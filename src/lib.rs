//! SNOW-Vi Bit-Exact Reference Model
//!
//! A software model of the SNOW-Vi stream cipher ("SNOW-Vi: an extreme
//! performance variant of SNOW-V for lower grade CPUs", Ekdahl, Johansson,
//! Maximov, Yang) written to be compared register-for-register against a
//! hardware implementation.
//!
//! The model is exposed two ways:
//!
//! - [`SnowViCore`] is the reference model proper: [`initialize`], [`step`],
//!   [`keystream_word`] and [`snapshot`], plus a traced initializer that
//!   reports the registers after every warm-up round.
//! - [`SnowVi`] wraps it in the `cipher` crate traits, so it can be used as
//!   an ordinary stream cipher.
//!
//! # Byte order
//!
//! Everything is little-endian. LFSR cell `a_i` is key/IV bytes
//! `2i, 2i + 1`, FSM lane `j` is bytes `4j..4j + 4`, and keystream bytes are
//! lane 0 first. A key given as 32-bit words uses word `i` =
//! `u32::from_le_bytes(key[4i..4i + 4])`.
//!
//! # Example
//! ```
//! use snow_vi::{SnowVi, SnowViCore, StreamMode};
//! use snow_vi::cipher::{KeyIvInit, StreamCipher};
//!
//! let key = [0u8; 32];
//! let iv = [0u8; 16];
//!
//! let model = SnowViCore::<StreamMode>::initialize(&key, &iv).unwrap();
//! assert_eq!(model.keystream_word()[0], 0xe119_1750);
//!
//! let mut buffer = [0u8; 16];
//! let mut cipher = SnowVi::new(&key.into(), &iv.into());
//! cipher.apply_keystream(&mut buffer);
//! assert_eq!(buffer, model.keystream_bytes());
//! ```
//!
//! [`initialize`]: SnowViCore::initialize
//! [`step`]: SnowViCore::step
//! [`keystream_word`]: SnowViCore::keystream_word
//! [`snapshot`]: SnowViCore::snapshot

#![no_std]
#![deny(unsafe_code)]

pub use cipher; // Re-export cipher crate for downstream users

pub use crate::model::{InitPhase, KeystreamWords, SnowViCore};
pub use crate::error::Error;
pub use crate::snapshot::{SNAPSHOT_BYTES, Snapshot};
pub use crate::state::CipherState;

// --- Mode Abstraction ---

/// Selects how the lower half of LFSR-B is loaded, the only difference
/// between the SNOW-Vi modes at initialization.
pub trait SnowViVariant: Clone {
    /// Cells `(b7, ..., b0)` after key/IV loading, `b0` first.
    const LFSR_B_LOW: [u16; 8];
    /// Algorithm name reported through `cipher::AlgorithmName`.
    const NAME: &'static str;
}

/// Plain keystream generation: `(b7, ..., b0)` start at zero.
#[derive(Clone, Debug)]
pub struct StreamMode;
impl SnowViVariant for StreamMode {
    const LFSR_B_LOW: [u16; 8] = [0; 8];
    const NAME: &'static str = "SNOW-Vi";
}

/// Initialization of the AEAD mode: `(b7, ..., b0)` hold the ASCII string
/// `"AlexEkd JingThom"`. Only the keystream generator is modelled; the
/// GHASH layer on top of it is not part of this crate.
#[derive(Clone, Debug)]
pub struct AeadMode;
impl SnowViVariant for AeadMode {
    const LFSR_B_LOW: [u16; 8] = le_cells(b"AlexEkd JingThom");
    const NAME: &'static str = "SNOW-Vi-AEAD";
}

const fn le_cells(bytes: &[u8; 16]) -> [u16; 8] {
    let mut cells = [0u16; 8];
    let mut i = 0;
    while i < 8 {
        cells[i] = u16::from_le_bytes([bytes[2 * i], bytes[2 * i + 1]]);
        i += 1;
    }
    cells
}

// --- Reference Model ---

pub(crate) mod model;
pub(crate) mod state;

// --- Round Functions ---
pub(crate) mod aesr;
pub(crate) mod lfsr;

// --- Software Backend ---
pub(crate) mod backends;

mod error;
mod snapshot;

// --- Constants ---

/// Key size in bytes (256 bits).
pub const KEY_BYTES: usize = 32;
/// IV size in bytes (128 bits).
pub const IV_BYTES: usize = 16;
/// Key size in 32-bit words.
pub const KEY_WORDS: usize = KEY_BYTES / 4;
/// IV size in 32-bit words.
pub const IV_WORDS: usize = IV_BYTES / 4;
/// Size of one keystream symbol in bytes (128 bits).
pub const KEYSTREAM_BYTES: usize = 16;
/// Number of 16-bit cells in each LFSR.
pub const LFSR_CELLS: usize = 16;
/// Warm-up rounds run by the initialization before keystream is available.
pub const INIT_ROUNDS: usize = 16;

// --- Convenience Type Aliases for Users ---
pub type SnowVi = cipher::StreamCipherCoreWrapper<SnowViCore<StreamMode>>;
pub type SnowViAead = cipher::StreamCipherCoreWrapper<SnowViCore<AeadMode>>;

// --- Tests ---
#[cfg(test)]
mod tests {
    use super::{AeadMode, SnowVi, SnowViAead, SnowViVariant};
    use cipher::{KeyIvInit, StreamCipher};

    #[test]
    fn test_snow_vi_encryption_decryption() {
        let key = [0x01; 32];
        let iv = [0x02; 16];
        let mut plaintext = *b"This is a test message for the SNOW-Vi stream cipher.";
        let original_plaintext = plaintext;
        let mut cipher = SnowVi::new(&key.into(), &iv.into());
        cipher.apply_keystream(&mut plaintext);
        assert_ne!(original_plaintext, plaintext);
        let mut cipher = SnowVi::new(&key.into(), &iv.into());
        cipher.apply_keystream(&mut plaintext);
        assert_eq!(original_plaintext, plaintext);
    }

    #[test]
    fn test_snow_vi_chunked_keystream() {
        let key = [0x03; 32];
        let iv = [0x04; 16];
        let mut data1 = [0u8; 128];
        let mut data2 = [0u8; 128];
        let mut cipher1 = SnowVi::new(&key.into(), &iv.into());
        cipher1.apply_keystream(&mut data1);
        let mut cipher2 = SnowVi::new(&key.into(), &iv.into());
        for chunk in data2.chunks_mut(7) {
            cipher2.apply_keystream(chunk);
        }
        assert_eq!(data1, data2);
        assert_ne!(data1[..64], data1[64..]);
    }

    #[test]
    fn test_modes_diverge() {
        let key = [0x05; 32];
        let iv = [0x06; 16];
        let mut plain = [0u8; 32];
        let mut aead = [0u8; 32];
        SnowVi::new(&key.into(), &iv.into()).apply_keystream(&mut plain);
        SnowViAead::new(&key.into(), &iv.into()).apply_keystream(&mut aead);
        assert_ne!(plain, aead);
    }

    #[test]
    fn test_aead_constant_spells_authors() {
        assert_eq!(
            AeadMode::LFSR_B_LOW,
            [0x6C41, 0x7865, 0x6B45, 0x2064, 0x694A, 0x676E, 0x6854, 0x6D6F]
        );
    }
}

**WORK TO COMPLETE**. When a line in the listing has the word "snapshot", return that line.

**RESPONSE TO THE EXERCISE**.
//!   [`keystream_word`] and [`snapshot`], plus a traced initializer that
//! [`snapshot`]: SnowViCore::snapshot
pub use crate::snapshot::{SNAPSHOT_BYTES, Snapshot};
mod snapshot;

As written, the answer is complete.